Young women introduced to careers in the national parks


During Women’s History Month, the local National Park Service just made some more history. On Saturday, March 12, 28 young women ages 15 to 24 spent the day in Three Rivers learning about careers in the National Park Service and at other federal agencies. 

“It is very empowering and inspiring to be in a room full of women and hear them speak about their careers,” said Cynthia. “Some of these girls normally don’t have the opportunities to look up to empowering females.” 

Accompanied by six adults, the group members were some of the female members of the Boys and Girls Clubs of Visalia, Tulare, Exeter, and Ivanhoe, as well as the Fresno Economic Opportunities Commission Local Conservation Corps. The local Boys and Girls Clubs operates afterschool programs that emphasize academic success, good character and citizenship, and healthy lifestyles.

The recent day-long program was headquartered at Community Presbyterian Church’s Harrison Hall, the participants learned about the “Women of Sequoia and Kings Canyon National Parks.” 

The day-long program included an overview of careers in the National Park Service and presentations by representatives with the U.S. Forest Service and U.S. Army Corps of Engineers with information about careers in their agencies. Tara Hostnik of Sequoia Parks Conservancy provided a living-history presentation of Alice Eastwood (1859-1953), an adventurous botanist who was one of few females to pursue this career during her era.

“Our goals with this program is to give at-risk youth the opportunity to pursue other routes for careers that they may not have known existed before today,” said  Stella Ryland of Three Rivers, who works in volunteer placement with the Boys and Girls Clubs.
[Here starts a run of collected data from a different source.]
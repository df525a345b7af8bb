// Copyright (c) 2026 bad-antics
// Licensed under the MIT License. See LICENSE file in the project root.
// https://github.com/bad-antics/nemi-rs

//! Time series generators

use chrono::{DateTime, Duration, Utc};
use rand::Rng;
use serde::{Deserialize, Serialize};

use super::SimRng;
use crate::model::TemporalScale;

/// One point of the dashboard performance timeline
#[derive(Debug, Clone, PartialEq, Serialize, Deserialize)]
pub struct PerformancePoint {
    pub time: DateTime<Utc>,
    pub accuracy: f64,
    pub processing_time: f64,
    pub defects: u32,
}

impl PerformancePoint {
    /// `HH:MM` axis label
    pub fn label(&self) -> String {
        self.time.format("%H:%M").to_string()
    }
}

pub fn performance_point(rng: &mut SimRng, time: DateTime<Utc>) -> PerformancePoint {
    PerformancePoint {
        time,
        accuracy: 97.0 + rng.gen::<f64>() * 2.5,
        processing_time: 6.0 + rng.gen::<f64>() * 6.0,
        defects: rng.gen_range(0..5),
    }
}

/// `len` points one minute apart, the last stamped `now`
pub fn performance_window(rng: &mut SimRng, now: DateTime<Utc>, len: usize) -> Vec<PerformancePoint> {
    (0..len)
        .rev()
        .map(|i| performance_point(rng, now - Duration::minutes(i as i64)))
        .collect()
}

/// One sample of a temporal-analysis series
#[derive(Debug, Clone, PartialEq, Serialize, Deserialize)]
pub struct TemporalPoint {
    pub scale: TemporalScale,
    /// Unix milliseconds
    pub timestamp: i64,
    pub value: f64,
    pub pattern: String,
    pub anomaly: bool,
    pub confidence: f64,
}

/// Window length (ms) and sample count per scale
fn window(scale: TemporalScale) -> (f64, usize) {
    match scale {
        TemporalScale::Microsecond => (1_000.0, 100),
        TemporalScale::Second => (300_000.0, 150),
        TemporalScale::Minute => (7_200_000.0, 120),
        TemporalScale::Hour => (86_400_000.0, 24),
        TemporalScale::Day => (2_592_000_000.0, 30),
    }
}

/// Generate the series for `scale` ending at `now_ms`
pub fn temporal_series(scale: TemporalScale, rng: &mut SimRng, now_ms: i64) -> Vec<TemporalPoint> {
    let (range, points) = window(scale);

    (0..points)
        .map(|i| {
            let x = i as f64;
            let timestamp = now_ms - (range * (points - i) as f64 / points as f64) as i64;

            let (value, pattern, anomaly) = match scale {
                TemporalScale::Microsecond => {
                    let v = 0.5 + 0.3 * (x * 0.1).sin() + 0.1 * rng.gen::<f64>();
                    let p = band(v, 0.8, 0.3, "High Vibration", "Low Vibration", "Normal");
                    (v, p, v > 0.9 || v < 0.2)
                }
                TemporalScale::Second => {
                    let v = 0.6 + 0.2 * (x * 0.05).sin() + 0.15 * rng.gen::<f64>();
                    let p = band(v, 0.8, 0.4, "High Activity", "Idle Period", "Normal Activity");
                    (v, p, rng.gen::<f64>() > 0.95)
                }
                TemporalScale::Minute => {
                    let v = 0.7 + 0.1 * (x * 0.02).cos() + 0.1 * rng.gen::<f64>();
                    let p = band(v, 0.85, 0.6, "Peak Efficiency", "Low Efficiency", "Normal Flow");
                    (v, p, v < 0.5)
                }
                TemporalScale::Hour => {
                    // slow degradation
                    let v = 0.8 - x * 0.001 + 0.05 * rng.gen::<f64>();
                    let p = band(v, 0.9, 0.7, "Excellent Health", "Maintenance Needed", "Good Health");
                    (v, p, v < 0.6)
                }
                TemporalScale::Day => {
                    let v = 0.85 + 0.1 * (x * 0.01).sin() + 0.05 * rng.gen::<f64>();
                    let p = band(v, 0.95, 0.8, "High Compliance", "Compliance Risk", "Good Compliance");
                    (v, p, v < 0.75)
                }
            };

            TemporalPoint {
                scale,
                timestamp,
                value,
                pattern: pattern.to_string(),
                anomaly,
                confidence: 0.8 + rng.gen::<f64>() * 0.2,
            }
        })
        .collect()
}

fn band(value: f64, high: f64, low: f64, above: &'static str, below: &'static str, normal: &'static str) -> &'static str {
    if value > high {
        above
    } else if value < low {
        below
    } else {
        normal
    }
}

#[cfg(test)]
mod tests {
    use super::*;
    use crate::sim::rng_from;

    #[test]
    fn test_performance_window_spacing() {
        let now = Utc::now();
        let window = performance_window(&mut rng_from(Some(1)), now, 24);
        assert_eq!(window.len(), 24);
        assert_eq!(window.last().unwrap().time, now);
        assert_eq!(window[0].time, now - Duration::minutes(23));
        for p in &window {
            assert!((97.0..=99.5).contains(&p.accuracy));
            assert!((6.0..=12.0).contains(&p.processing_time));
            assert!(p.defects < 5);
        }
    }

    #[test]
    fn test_series_lengths_and_order() {
        let now_ms = 1_700_000_000_000;
        let mut rng = rng_from(Some(3));
        for (scale, expected) in [
            (TemporalScale::Microsecond, 100),
            (TemporalScale::Second, 150),
            (TemporalScale::Minute, 120),
            (TemporalScale::Hour, 24),
            (TemporalScale::Day, 30),
        ] {
            let series = temporal_series(scale, &mut rng, now_ms);
            assert_eq!(series.len(), expected);
            assert!(series.windows(2).all(|w| w[0].timestamp < w[1].timestamp));
            assert!(series.iter().all(|p| p.timestamp < now_ms && p.scale == scale));
        }
    }

    #[test]
    fn test_minute_series_never_anomalous() {
        // 0.7 + 0.1cos - never drops below 0.6
        let series = temporal_series(TemporalScale::Minute, &mut rng_from(Some(8)), 0);
        assert!(series.iter().all(|p| !p.anomaly));
        assert!(series.iter().all(|p| p.pattern != "Low Efficiency"));
    }

    #[test]
    fn test_microsecond_patterns_follow_value() {
        let series = temporal_series(TemporalScale::Microsecond, &mut rng_from(Some(4)), 0);
        for p in &series {
            match p.pattern.as_str() {
                "High Vibration" => assert!(p.value > 0.8),
                "Low Vibration" => assert!(p.value < 0.3),
                "Normal" => assert!((0.3..=0.8).contains(&p.value)),
                other => panic!("unexpected pattern {}", other),
            }
            assert_eq!(p.anomaly, p.value > 0.9 || p.value < 0.2);
        }
    }
}
// Copyright 2026 the Bough Authors
// SPDX-License-Identifier: Apache-2.0 OR MIT

//! Branches for a small mind map, printed as draw commands.
//!
//! This example shows how the pieces fit together:
//! - `bough_metrics` sizes each node box from its caption,
//! - `bough_branch` routes a curve from every child to the root,
//! - a local [`DrawSurface`] implementation records what a real canvas
//!   backend would receive.
//!
//! The four children are placed so every horizontal case shows up: fully
//! left, fully right, and overlapping on either side.
//!
//! Run:
//! - `cargo run -p bough_examples --example branch_gallery`

use bough_branch::{BranchParams, BranchRenderer, DrawSurface, NodeBox, RenderFlags};
use bough_metrics::{
    CaptionConstraints, CaptionFont, CaptionKind, FontWeight, TextMeasurer, caption_extent,
};
use kurbo::{CubicBez, Point, Rect, Size, Vec2};

/// Measures at a flat advance width per character, standing in for a real
/// text backend.
struct CharCells;

impl TextMeasurer for CharCells {
    fn measure(&mut self, caption: &str, constraints: &CaptionConstraints) -> Size {
        let advance = match constraints.weight {
            FontWeight::Normal => 0.55,
            FontWeight::Bold => 0.60,
        };
        let ideal = caption.chars().count() as f64 * constraints.font_size * advance;
        Size::new(
            ideal.clamp(constraints.min_width, constraints.max_width),
            constraints.font_size * 1.4,
        )
    }
}

/// Prints every command a canvas backend would execute.
struct PrintSurface;

impl DrawSurface for PrintSurface {
    type Paint = &'static str;

    fn prepare_region(&mut self, region: Rect) {
        println!(
            "  canvas {:6.1} x {:5.1} at ({:7.1}, {:6.1})",
            region.width(),
            region.height(),
            region.x0,
            region.y0
        );
    }

    fn stroke_cubic(&mut self, curve: CubicBez, width: f64, paint: &Self::Paint) {
        println!(
            "  stroke {paint:<10} width {width:4.1}  ({:6.1}, {:5.1}) .. ({:6.1}, {:5.1}) .. ({:6.1}, {:5.1}) .. ({:6.1}, {:5.1})",
            curve.p0.x,
            curve.p0.y,
            curve.p1.x,
            curve.p1.y,
            curve.p2.x,
            curve.p2.y,
            curve.p3.x,
            curve.p3.y
        );
    }

    fn control_marker(&mut self, center: Point, radius: f64) {
        println!("  marker r {radius:.1} at ({:6.1}, {:5.1})", center.x, center.y);
    }
}

/// Box extents for a caption: measured size plus the padding and border the
/// demo stylesheet would add.
fn node_box(caption: &str, kind: CaptionKind, zoom: f64) -> NodeBox {
    let font = CaptionFont {
        size: 15.0,
        weight: match kind {
            CaptionKind::Root => FontWeight::Bold,
            CaptionKind::Node => FontWeight::Normal,
        },
    };
    let caption_size = caption_extent(&mut CharCells, caption, &font, kind, zoom);
    // 4px of padding top and bottom, 2px of bottom border.
    let height = caption_size.height + 8.0;
    NodeBox::new(caption_size.width, height, height + 2.0)
}

fn main() {
    let zoom = 1.0;
    let renderer =
        BranchRenderer::with_flags(RenderFlags::default() | RenderFlags::CONTROL_MARKERS);

    let root = node_box("Weekend trip", CaptionKind::Root, zoom);
    println!(
        "root box {:.1} x {:.1} (outer {:.1})",
        root.width, root.height, root.outer_height
    );

    // Child offsets relative to the root box origin, in layout units.
    let children = [
        ("Packing list", Vec2::new(220.0, -70.0), "seagreen"),
        ("Route", Vec2::new(240.0, 60.0), "steelblue"),
        ("Budget", Vec2::new(-180.0, -40.0), "firebrick"),
        ("Music", Vec2::new(40.0, 90.0), "goldenrod"),
    ];

    let mut surface = PrintSurface;
    let mut route_box = None;
    for (caption, offset, paint) in children {
        let child = node_box(caption, CaptionKind::Node, zoom);
        println!("\n{caption}:");
        let params = BranchParams {
            depth: 1,
            offset,
            child,
            parent: root,
            zoom,
        };
        renderer.render(&mut surface, &params, &paint);
        if caption == "Route" {
            route_box = Some(child);
        }
    }

    // One level deeper: the branch thins and joins its parent's thicker
    // stroke dead center.
    let route = route_box.expect("Route was rendered above");
    let detour = node_box("Scenic detour", CaptionKind::Node, zoom);
    println!("\nScenic detour:");
    let params = BranchParams {
        depth: 2,
        offset: Vec2::new(200.0, 50.0),
        child: detour,
        parent: route,
        zoom,
    };
    renderer.render(&mut surface, &params, &"steelblue");
}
Several Sequoia and Kings Canyon female employees described their careers and the opportunities available to women. The participants then split off into groups depending on what career path interested them.  In addition, Beth Lasswell of Three Rivers provided a demonstration with the park mules and everybody joined in for a hike in the foothills. 

“The program was really interesting!” said Angela Solano of Exeter. “I have been hiking in Sequoia National Park before, but I didn’t realize so many different jobs existed up here. The careers that interested me most were the animal and nature jobs.”

So as the National Park Service enters its second century, watch for some of these women to lead the way through careers that include recreation, conservation, wildlife studies, law enforcement, and historical preservation.

Holly Jackson contributed to this article.